Local-Area-Network is a relatively small network compared to WAN, covering small areas like a room, an office, a building. If you connect two computers for sharing data, you have a LAN. The number of computers connected on a LAN may be up to several hundreds, but most of the time, LANs are made up of more or less a dozen machines. To connect two computers, you may only link them using a cable. If you want to connect more, then you need a special device called a hub, which acts like a distribution and link point. Cables from the different computers’ LAN cards meet at the hub. If you want to connect your LAN to the Internet, then you need a router instead of a hub. Using a hub is the most common and easiest way of setting up a LAN. There are however other network layouts, called topologies. You don’t necessarily have only computers on a LAN. We tend to use certain connectivity technologies, primarily Ethernet and Token Ring.

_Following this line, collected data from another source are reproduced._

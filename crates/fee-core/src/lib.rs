//! fee-core
//!
//! Fee ledger engine: fee-structure resolution, transaction assembly, term
//! balance and carry-forward calculation, arrears aggregation, and statements.
//! Depends on fee-domain. No CLI, no terminal I/O, no direct file access.

pub mod arrears_service;
pub mod balance_service;
pub mod default_fee_table;
pub mod error;
pub mod fee_structure_service;
pub mod memory;
pub mod statement_service;
pub mod storage;
pub mod time;
pub mod transaction_service;

pub use arrears_service::*;
pub use balance_service::*;
pub use default_fee_table::*;
pub use error::CoreError;
pub use fee_structure_service::*;
pub use memory::InMemoryStore;
pub use statement_service::*;
pub use storage::*;
pub use time::*;
pub use transaction_service::*;

#[cfg(test)]
mod tests;
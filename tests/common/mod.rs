#![allow(dead_code)]

use std::{
    path::{Path, PathBuf},
    sync::Arc,
};

use chrono::{DateTime, TimeZone, Utc};
use fee_core::{Clock, FixedClock};
use fee_domain::{
    AcademicYear, Arrear, FeeStructureRecord, GradeAssignment, Payment, School, SchoolDataset,
    Student, TermName,
};
use fee_ledger::FeeLedger;
use fee_storage_json::save_dataset_to_path;
use rust_decimal::Decimal;
use rust_decimal_macros::dec;
use uuid::Uuid;

pub const SCHOOL_CODE: &str = "SCH-100";
/// Grade 4, billed 10,000 a term, pays 12,000 then 5,000, owes 1,300 in arrears.
pub const BILLED_STUDENT: &str = "ADM-001";
/// PP2 with no recorded fee structures.
pub const UNBILLED_STUDENT: &str = "ADM-002";
/// Grade 4, overpays Term 3 by 500.
pub const OVERPAYING_STUDENT: &str = "ADM-003";

pub fn at(year: i32, month: u32, day: u32) -> DateTime<Utc> {
    Utc.with_ymd_and_hms(year, month, day, 10, 0, 0).unwrap()
}

pub fn clock() -> Arc<dyn Clock> {
    Arc::new(FixedClock(at(2024, 6, 1)))
}

pub fn sample_dataset() -> SchoolDataset {
    let mut dataset = SchoolDataset::new(School::new(SCHOOL_CODE, "Lakeview Primary"));
    let school_id = dataset.school_id();
    let year_id = dataset
        .calendar
        .add_standard_year(AcademicYear::new(school_id, 2024).current());
    dataset
        .calendar
        .add_standard_year(AcademicYear::new(school_id, 2025));
    let term_id = |dataset: &SchoolDataset, name: TermName| {
        dataset
            .calendar
            .term_by_name(year_id, &name)
            .map(|term| term.id)
            .unwrap()
    };

    let grade_id = Uuid::new_v4();
    let enrol = |admission: &str, name: &str, grade: &str, grade_id: Uuid| {
        Student::new(school_id, admission, name)
            .with_grade(GradeAssignment::new(grade_id, grade))
            .joined(2024, TermName::Term1)
    };
    let billed = dataset.add_student(enrol(BILLED_STUDENT, "Wanjiku Kamau", "Grade 4", grade_id));
    dataset.add_student(enrol(UNBILLED_STUDENT, "Otieno Baraka", "PP2", Uuid::new_v4()));
    let overpaying =
        dataset.add_student(enrol(OVERPAYING_STUDENT, "Achieng Mwangi", "Grade 4", grade_id));

    for (name, month) in [(TermName::Term1, 1), (TermName::Term2, 5), (TermName::Term3, 9)] {
        let term = term_id(&dataset, name);
        dataset.add_fee_structure(FeeStructureRecord::new(
            school_id,
            grade_id,
            year_id,
            term,
            dec!(10000),
            at(2024, month, 8),
        ));
    }

    let pay = |dataset: &mut SchoolDataset,
               student: Uuid,
               name: TermName,
               amount: Decimal,
               date: DateTime<Utc>| {
        let term = term_id(&*dataset, name);
        dataset.add_payment(Payment::new(school_id, student, year_id, term, amount, date));
    };
    pay(&mut dataset, billed, TermName::Term1, dec!(12000), at(2024, 1, 15));
    pay(&mut dataset, billed, TermName::Term2, dec!(5000), at(2024, 5, 20));
    pay(&mut dataset, overpaying, TermName::Term1, dec!(10000), at(2024, 1, 10));
    pay(&mut dataset, overpaying, TermName::Term2, dec!(10000), at(2024, 5, 10));
    pay(&mut dataset, overpaying, TermName::Term3, dec!(10500), at(2024, 9, 10));

    dataset.add_arrear(
        Arrear::new(school_id, billed, year_id, 2024, dec!(1300)).with_reason("Bus fees 2023"),
    );
    dataset
}

/// Writes the sample dataset to `dir/lakeview.json` and returns the path.
pub fn write_sample_dataset(dir: &Path) -> PathBuf {
    let path = dir.join("lakeview.json");
    save_dataset_to_path(&sample_dataset(), &path).expect("write dataset file");
    path
}

/// A ledger rooted at `base` with the sample dataset imported.
pub fn seeded_ledger(base: &Path) -> FeeLedger {
    let ledger = FeeLedger::open_with_clock(base, clock()).expect("open ledger");
    let file = write_sample_dataset(base);
    ledger.import_dataset(&file).expect("import dataset");
    ledger
}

Most of local area networks are built with relatively index; the history of LAN was actually started by NOVELL. They were doing some small business and want to share the computer resources with each other’s. They actually want to share their data with minimum cost. In that part of time the networks were highly expensive. That was really hard for the Novell to choose one of them. One solution for that was to establish a NetWare the server based network that requires dedicated server but this idea was useless because of the highly priced servers in that era. IPX/SPX networking’s Protocol was used by Novell.
IBM introduced a network that was not really NetWare, so there was not server required for establishing a network. The network was peer to peer and shares data with each other without any central point. This network protocol that was developed by IBM was known as NetBIOS the network were called PCNet. In this way it made the possibility of a fully functional Local Area Network that didn’t need of expensive operates like severs.
After IBM made PCNet, so much reliable and usable by molding it into OS/2 network that was first time compatible with the Microsoft Networking.